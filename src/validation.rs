//! Small reusable checks for configuration values.
use std::ops::RangeInclusive;

/// Baud rates the robot's USB-UART bridge can be configured for.
pub const STANDARD_BAUD_RATES: [u32; 8] = [9600, 19200, 38400, 57600, 115200, 230400, 460800, 921600];

/// Validates that a baud rate is one of [`STANDARD_BAUD_RATES`].
///
/// # Arguments
///
/// * `baud` - The baud rate to validate.
///
/// # Returns
///
/// * `Ok(())` if the baud rate is supported.
/// * `Err(&'static str)` otherwise.
pub fn is_standard_baud_rate(baud: u32) -> Result<(), &'static str> {
    if STANDARD_BAUD_RATES.contains(&baud) {
        Ok(())
    } else {
        Err("Baudrate must be one of: 9600, 19200, 38400, 57600, 115200, 230400, 460800, 921600")
    }
}

/// Validates that a float is neither NaN nor infinite.
pub fn is_finite(value: f64) -> Result<(), &'static str> {
    if value.is_finite() {
        Ok(())
    } else {
        Err("Value must be a finite number")
    }
}

/// Validates that a float is finite and strictly greater than zero.
pub fn is_positive(value: f64) -> Result<(), &'static str> {
    if value.is_finite() && value > 0.0 {
        Ok(())
    } else {
        Err("Value must be positive and finite")
    }
}

/// Validates that a float is finite and greater than or equal to zero.
pub fn is_non_negative(value: f64) -> Result<(), &'static str> {
    if value.is_finite() && value >= 0.0 {
        Ok(())
    } else {
        Err("Value must be non-negative and finite")
    }
}

/// Validates if a given value is within a specified numeric range.
///
/// # Arguments
///
/// * `value` - The value to validate.
/// * `range` - The inclusive range to validate against.
///
/// # Returns
///
/// * `Ok(())` if the value is within the range.
/// * `Err(&'static str)` if the value is outside the range.
pub fn is_in_range<T: PartialOrd>(value: T, range: RangeInclusive<T>) -> Result<(), &'static str> {
    if range.contains(&value) {
        Ok(())
    } else {
        Err("Value is outside the specified range")
    }
}

/// Validates if a given string is not empty.
pub fn is_not_empty(value: &str) -> Result<(), &'static str> {
    if !value.trim().is_empty() {
        Ok(())
    } else {
        Err("Value cannot be empty")
    }
}

/// Validates an RGB triple given as a slice of integers in 0..=255.
pub fn is_rgb(rgb: &[i64]) -> Result<(), &'static str> {
    if rgb.len() != 3 {
        return Err("Color must have 3 RGB values");
    }
    if rgb.iter().all(|c| (0..=255).contains(c)) {
        Ok(())
    } else {
        Err("Color RGB values must be 0-255")
    }
}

▶ _Work to be completed_
Copy every line above without altering a word.

▶ _Output of the exercise_
filename src/validation.rs
//! Small reusable checks for configuration values.
use std::ops::RangeInclusive;

/// Baud rates the robot's USB-UART bridge can be configured for.
pub const STANDARD_BAUD_RATES: [u32; 8] = [9600, 19200, 38400, 57600, 115200, 230400, 460800, 921600];

/// Validates that a baud rate is one of [`STANDARD_BAUD_RATES`].
///
/// # Arguments
///
/// * `baud` - The baud rate to validate.
///
/// # Returns
///
/// * `Ok(())` if the baud rate is supported.
/// * `Err(&'static str)` otherwise.
pub fn is_standard_baud_rate(baud: u32) -> Result<(), &'static str> {
    if STANDARD_BAUD_RATES.contains(&baud) {
        Ok(())
    } else {
        Err("Baudrate must be one of: 9600, 19200, 38400, 57600, 115200, 230400, 460800, 921600")
    }
}

/// Validates that a float is neither NaN nor infinite.
pub fn is_finite(value: f64) -> Result<(), &'static str> {
    if value.is_finite() {
        Ok(())
    } else {
        Err("Value must be a finite number")
    }
}

/// Validates that a float is finite and strictly greater than zero.
pub fn is_positive(value: f64) -> Result<(), &'static str> {
    if value.is_finite() && value > 0.0 {
        Ok(())
    } else {
        Err("Value must be positive and finite")
    }
}

/// Validates that a float is finite and greater than or equal to zero.
pub fn is_non_negative(value: f64) -> Result<(), &'static str> {
    if value.is_finite() && value >= 0.0 {
        Ok(())
    } else {
        Err("Value must be non-negative and finite")
    }
}

/// Validates if a given value is within a specified numeric range.
///
/// # Arguments
///
/// * `value` - The value to validate.
/// * `range` - The inclusive range to validate against.
///
/// # Returns
///
/// * `Ok(())` if the value is within the range.
/// * `Err(&'static str)` if the value is outside the range.
pub fn is_in_range<T: PartialOrd>(value: T, range: RangeInclusive<T>) -> Result<(), &'static str> {
    if range.contains(&value) {
        Ok(())
    } else {
        Err("Value is outside the specified range")
    }
}

/// Validates if a given string is not empty.
pub fn is_not_empty(value: &str) -> Result<(), &'static str> {
    if !value.trim().is_empty() {
        Ok(())
    } else {
        Err("Value cannot be empty")
    }
}

/// Validates an RGB triple given as a slice of integers in 0..=255.
pub fn is_rgb(rgb: &[i64]) -> Result<(), &'static str> {
    if rgb.len() != 3 {
        return Err("Color must have 3 RGB values");
    }
    if rgb.iter().all(|c| (0..=255).contains(c)) {
        Ok(())
    } else {
        Err("Color RGB values must be 0-255")
    }
}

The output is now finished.